Tampoco podemos alegar que la corrupción sea propia de un gobierno o de un partido o sector político determinado. La corrupción no nace con un gobierno, aunque se ha percibido mucho más en ciertas administraciones (como la de Echenique en el siglo XIX a raíz de la riqueza del guano o la de Fujimori a fines del anterior siglo con el dinero de las privatizaciones). Tampoco es monopolio de la derecha, si nos atenemos a las denuncias de corrupción de gobiernos de izquierda. En ello es bastante plural.

Nosotros, en el frente interno, tampoco nos salvamos. A las ya conocidas denuncias contra los ex presidentes, tenemos las graves denuncias que pesan en nuestro medio sobre el gobierno izquierdista regional de Gregorio Santos en Cajamarca o el municipal de Susana Villarán.

Pero, ¿qué relación tienen gobiernos populistas con corrupción? El lazo se encuentra en las obras que se ejecutan “a favor del pueblo”, cuyos costos exceden lo razonable, encubiertas en una supuesta satisfacción de “demandas populares”. Casi siempre son “obras faraónicas”, de alto costo. Es lo que sucedió, por ejemplo, con el Metropolitano en la gestión anterior de Castañeda, que terminó costando seis veces más que el presupuesto inicial o la refinería de Talara en el gobierno de Humala, elefante blanco que ya bordea los 6,000 millones de dólares y no se termina.

En ese nivel de “las grandes obras” es donde se vislumbra con mayor nitidez la corrupción relacionada con el populismo sea nacional, municipal o regional.

En lo político una característica de los gobiernos populistas con instituciones débiles, es que muchas veces devienen en gobiernos autoritarios y con una gestión poco trasparente del uso de los recursos públicos, aplicando políticas de censura a la prensa y restricción de participación pública a la oposición, pudiendo devenir hasta en abierta dictadura como en la actual Venezuela y en Nicaragua.
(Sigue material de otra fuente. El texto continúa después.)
use crate::config::ScoringConfig;
use crate::mixpoints::{MixPlan, MixPoint, VocalDensity};
use crate::track::camelot::{CamelotKey, MAX_WHEEL_STEPS};
use crate::track::{SectionKind, Track};

const SCORE_SCALE: f64 = 100.0;

// Harmonic sub-score anchors
const SAME_KEY: f64 = 1.0;
const ADJACENT_KEY: f64 = 0.9;
const RELATIVE_KEY: f64 = 0.9;
/// Score at the first "other" relation (one step plus a mode change).
const DECAY_START: f64 = 0.6;
/// Score at the opposite side of the wheel.
const HARMONIC_FLOOR: f64 = 0.05;
const UNKNOWN_KEY: f64 = 0.3;

const UNKNOWN_TEMPO: f64 = 0.5;

// Structural fitness blend
const SECTION_SHARE: f64 = 0.4;
const VOCAL_SHARE: f64 = 0.4;
const CONFIDENCE_SHARE: f64 = 0.2;

#[derive(Debug, Clone, Copy, PartialEq, Eq, Hash, Serialize)]
#[serde(rename_all = "SCREAMING_SNAKE_CASE")]
pub enum TransitionType {
    Cut,
    Crossfade,
    HarmonicBlend,
}

impl TransitionType {
    pub fn label(&self) -> &'static str {
        match self {
            Self::Cut => "CUT",
            Self::Crossfade => "CROSSFADE",
            Self::HarmonicBlend => "HARMONIC_BLEND",
        }
    }
}

/// Normalized (0-1) components of a transition score.
#[derive(Debug, Clone, Copy, PartialEq, Serialize)]
pub struct SubScores {
    pub harmonic: f64,
    pub tempo: f64,
    pub energy: f64,
    pub structure: f64,
}

/// One EXIT point of the outgoing track paired with one ENTRY point of the
/// incoming track, evaluated.
#[derive(Debug, Clone, PartialEq, Serialize)]
pub struct TransitionCandidate {
    pub score: f64,
    pub kind: TransitionType,
    /// False when the score is below the minimum-viability threshold.
    pub viable: bool,
    pub sub_scores: SubScores,
    pub exit: MixPoint,
    pub entry: MixPoint,
    pub rationale: String,
}

impl TransitionCandidate {
    fn combined_confidence(&self) -> f64 {
        self.exit.confidence + self.entry.confidence
    }

    /// Ordering used to pick the best candidate for a track pair: score,
    /// then combined point confidence, then earlier exit, then earlier entry.
    fn rank(&self, other: &Self) -> Ordering {
        self.score
            .total_cmp(&other.score)
            .then_with(|| self.combined_confidence().total_cmp(&other.combined_confidence()))
            .then_with(|| other.exit.ms.cmp(&self.exit.ms))
            .then_with(|| other.entry.ms.cmp(&self.entry.ms))
    }
}

/// Score a single EXIT → ENTRY pairing. Pure; incompatible pairings are
/// still returned (with `viable == false`) so callers can report them.
pub fn score(
    from: &Track,
    exit: &MixPoint,
    to: &Track,
    entry: &MixPoint,
    cfg: &ScoringConfig,
) -> TransitionCandidate {
    let from_key = from.camelot();
    let to_key = to.camelot();

    let sub_scores = SubScores {
        harmonic: harmonic_score(from_key, to_key),
        tempo: tempo_score(from.bpm, to.bpm, cfg),
        energy: energy_score(exit.energy, entry.energy, cfg),
        structure: structure_score(exit, entry, cfg),
    };

    let w = &cfg.weights;
    let score = SCORE_SCALE
        * (w.harmonic * sub_scores.harmonic
            + w.tempo * sub_scores.tempo
            + w.energy * sub_scores.energy
            + w.structure * sub_scores.structure);

    let viable = score >= cfg.min_viable_score;
    let kind = classify(score, &sub_scores, cfg);

    let key_part = match (from_key, to_key) {
        (Some(a), Some(b)) => format!("{a} -> {b} ({})", a.relation(&b)),
        _ => format!("{} -> {} (unknown key)", display_key(&from.key), display_key(&to.key)),
    };
    let mut rationale = format!(
        "{key_part}; {:.1} -> {:.1} BPM ({}); energy {:.2} -> {:.2}; out of {} with {}, into {} with {}",
        from.bpm,
        to.bpm,
        tempo_label(from.bpm, to.bpm, cfg),
        exit.energy,
        entry.energy,
        section_label(exit.section),
        exit.vocals.label(),
        section_label(entry.section),
        entry.vocals.label(),
    );
    if !viable {
        rationale.insert_str(0, "incompatible: ");
    }

    TransitionCandidate {
        score,
        kind,
        viable,
        sub_scores,
        exit: exit.clone(),
        entry: entry.clone(),
        rationale,
    }
}

/// Best pairing of any EXIT of `from` with any ENTRY of `to`.
/// None only if one of the plans has no points for the needed role.
pub fn best_transition(
    from: &Track,
    from_plan: &MixPlan,
    to: &Track,
    to_plan: &MixPlan,
    cfg: &ScoringConfig,
) -> Option<TransitionCandidate> {
    let mut best: Option<TransitionCandidate> = None;

    for exit in &from_plan.exits {
        for entry in &to_plan.entries {
            let candidate = score(from, exit, to, entry, cfg);
            let better = match &best {
                Some(current) => candidate.rank(current) == Ordering::Greater,
                None => true,
            };
            if better {
                best = Some(candidate);
            }
        }
    }

    best
}

fn classify(score: f64, sub: &SubScores, cfg: &ScoringConfig) -> TransitionType {
    if score >= cfg.harmonic_blend_score
        && sub.harmonic >= cfg.blend_min_harmonic
        && sub.tempo >= cfg.blend_min_tempo
    {
        TransitionType::HarmonicBlend
    } else if score >= cfg.crossfade_score {
        TransitionType::Crossfade
    } else {
        TransitionType::Cut
    }
}

/// Camelot compatibility. Symmetric in its arguments.
pub fn harmonic_score(a: Option<CamelotKey>, b: Option<CamelotKey>) -> f64 {
    let (Some(a), Some(b)) = (a, b) else {
        return UNKNOWN_KEY;
    };

    let steps = a.steps_to(&b);
    let same_mode = a.mode() == b.mode();
    match (steps, same_mode) {
        (0, true) => SAME_KEY,
        (1, true) => ADJACENT_KEY,
        (0, false) => RELATIVE_KEY,
        _ => {
            // Mode change counts as half a step
            let distance = steps as f64 + if same_mode { 0.0 } else { 0.5 };
            let max = MAX_WHEEL_STEPS as f64;
            let span = max - 1.5;
            let remaining = (max - distance).max(0.0) / span;
            HARMONIC_FLOOR + (DECAY_START - HARMONIC_FLOOR) * remaining.min(1.0)
        }
    }
}

/// Tempo compatibility from the log tempo ratio, also checking double and
/// half time. 1.0 at equal tempo, 0.0 at or beyond the tolerance.
pub fn tempo_score(from_bpm: f64, to_bpm: f64, cfg: &ScoringConfig) -> f64 {
    if from_bpm <= 0.0 || to_bpm <= 0.0 {
        return UNKNOWN_TEMPO;
    }

    let tolerance = (1.0 + cfg.tempo_tolerance.max(1e-6)).ln();
    let curve = |deviation: f64| {
        if deviation >= tolerance {
            0.0
        } else {
            1.0 - (deviation / tolerance).powi(2)
        }
    };

    let log_ratio = (to_bpm / from_bpm).ln();
    let direct = curve(log_ratio.abs());
    let octave = curve((log_ratio.abs() - std::f64::consts::LN_2).abs()) * cfg.half_double_factor;
    direct.max(octave)
}

fn tempo_label(from_bpm: f64, to_bpm: f64, cfg: &ScoringConfig) -> String {
    if from_bpm <= 0.0 || to_bpm <= 0.0 {
        return "unknown tempo".to_string();
    }
    let pct = (to_bpm / from_bpm - 1.0) * 100.0;
    let direct = (to_bpm / from_bpm).ln().abs();
    let octave = (direct - std::f64::consts::LN_2).abs();
    let tolerance = (1.0 + cfg.tempo_tolerance).ln();
    if octave < direct && octave < tolerance {
        if to_bpm > from_bpm {
            "double time".to_string()
        } else {
            "half time".to_string()
        }
    } else {
        format!("{pct:+.1}%")
    }
}

/// Energy continuity. Rising energy is penalized less than falling energy.
pub fn energy_score(exit_energy: f64, entry_energy: f64, cfg: &ScoringConfig) -> f64 {
    let delta = entry_energy - exit_energy;
    let penalty = if delta >= 0.0 {
        cfg.rise_penalty * delta
    } else {
        cfg.drop_penalty * -delta
    };
    (1.0 - penalty).clamp(0.0, 1.0)
}

fn exit_section_fit(section: Option<SectionKind>) -> f64 {
    match section {
        Some(SectionKind::Outro) | Some(SectionKind::Instrumental) => 1.0,
        Some(SectionKind::BuildUp) => 0.9,
        Some(SectionKind::Bridge) => 0.5,
        Some(SectionKind::Intro) => 0.4,
        Some(SectionKind::Verse) => 0.3,
        Some(SectionKind::Chorus) => 0.2,
        None => 0.5,
    }
}

fn entry_section_fit(section: Option<SectionKind>) -> f64 {
    match section {
        Some(SectionKind::Intro) | Some(SectionKind::Instrumental) => 1.0,
        Some(SectionKind::BuildUp) => 0.7,
        Some(SectionKind::Bridge) => 0.5,
        Some(SectionKind::Verse) => 0.4,
        Some(SectionKind::Chorus) => 0.3,
        Some(SectionKind::Outro) => 0.2,
        None => 0.5,
    }
}

fn vocal_fit(vocals: VocalDensity) -> f64 {
    match vocals {
        VocalDensity::None => 1.0,
        VocalDensity::Light => 0.6,
        VocalDensity::Heavy => 0.2,
    }
}

/// How well suited the two points are for mixing out and in, with a
/// penalty when both carry heavy vocals.
pub fn structure_score(exit: &MixPoint, entry: &MixPoint, cfg: &ScoringConfig) -> f64 {
    let exit_fit = SECTION_SHARE * exit_section_fit(exit.section)
        + VOCAL_SHARE * vocal_fit(exit.vocals)
        + CONFIDENCE_SHARE * exit.confidence.clamp(0.0, 1.0);
    let entry_fit = SECTION_SHARE * entry_section_fit(entry.section)
        + VOCAL_SHARE * vocal_fit(entry.vocals)
        + CONFIDENCE_SHARE * entry.confidence.clamp(0.0, 1.0);

    let mut fitness = (exit_fit + entry_fit) / 2.0;
    if exit.vocals == VocalDensity::Heavy && entry.vocals == VocalDensity::Heavy {
        fitness -= cfg.vocal_clash_penalty;
    }
    fitness.clamp(0.0, 1.0)
}

fn section_label(section: Option<SectionKind>) -> &'static str {
    section.map(|s| s.label()).unwrap_or("unlabelled section")
}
Generalmente las obras populistas son de corto plazo, tratando de mantener “contento” al elector; pero pierden el horizonte de largo aliento, convirtiéndose más en remedio inmediato que solución a los problemas. (Fue el caso de la “liberalización del trasporte” y el Dec. Leg. 650 bajo el gobierno de Fujimori, que trajo alivio inmediato al trasporte público, pero a costa de saturar las avenidas de unidades pequeñas de pasajeros y empresas informales).

Asimismo, un gobierno populista si es investigado por corrupción, argumentará que se trata de una “persecución” por defender “los intereses del pueblo”. Es la coartada perfecta. Muchos se escudan en ello para no dar la cara por los latrocinios cometidos.

¿Es malo el populismo? No necesariamente. Pueden ser gobiernos populistas que destraben los prejuicios y limitaciones de clase, como el de Perón en Argentina o el de Velasco en Perú. Lo malo es cuando no existen controles institucionales y la corrupción y falta de trasparencia desborda al populismo.

Y en Estados Unidos el populismo de Trump obedece al malestar de una clase media trabajadora que ve disminuir sus ingresos reales y oportunidades laborales, debido a la globalización del capital. Vale decir que este produce el producto y lo vende ya no en los propios Estados Unidos como antaño, sino en distintas partes del mundo, donde le sea más rentable fabricarlo y ensamblarlo (leáse más barato) y donde el producto se venda a mejor precio. Jurídicamente esa globalización necesitaba tratados de libre comercio, lo que se ha conseguido con los acuerdos bilaterales, sellando esta internacionalización con el por ahora suspendido Acuerdo TrasPacífico (TPP).

Por eso Trump arremete contra los tratados comerciales, sabe que son lo más visible de esta gobalización y que muchos ven como la causa de su desgracia, cuando es apenas el síntoma. O proclama una “guerra comercial” contra China a fin de contener la competencia del gigante asiático. Igual sucede con los gastos dispendiosos de una burocracia asentada en organismos internacionales, algo que el contribuyente norteamericano promedio no ve como beneficio directo para él y la encuentra más bien “parasitaria”. Por ello Trump “ha prometido” que limitará los gastos en la OTAN, el Banco Mundial y el FMI, para destinarlo a la propia Norteamérica.

Quizás ese populismo sea síntoma también de una gradual decadencia del poderío norteamericano en todo sentido: político, económico y social. Sería irónico ver a los EEUU a mediados del siglo XXI en similares problemas que sus pares al sur del Río Grande.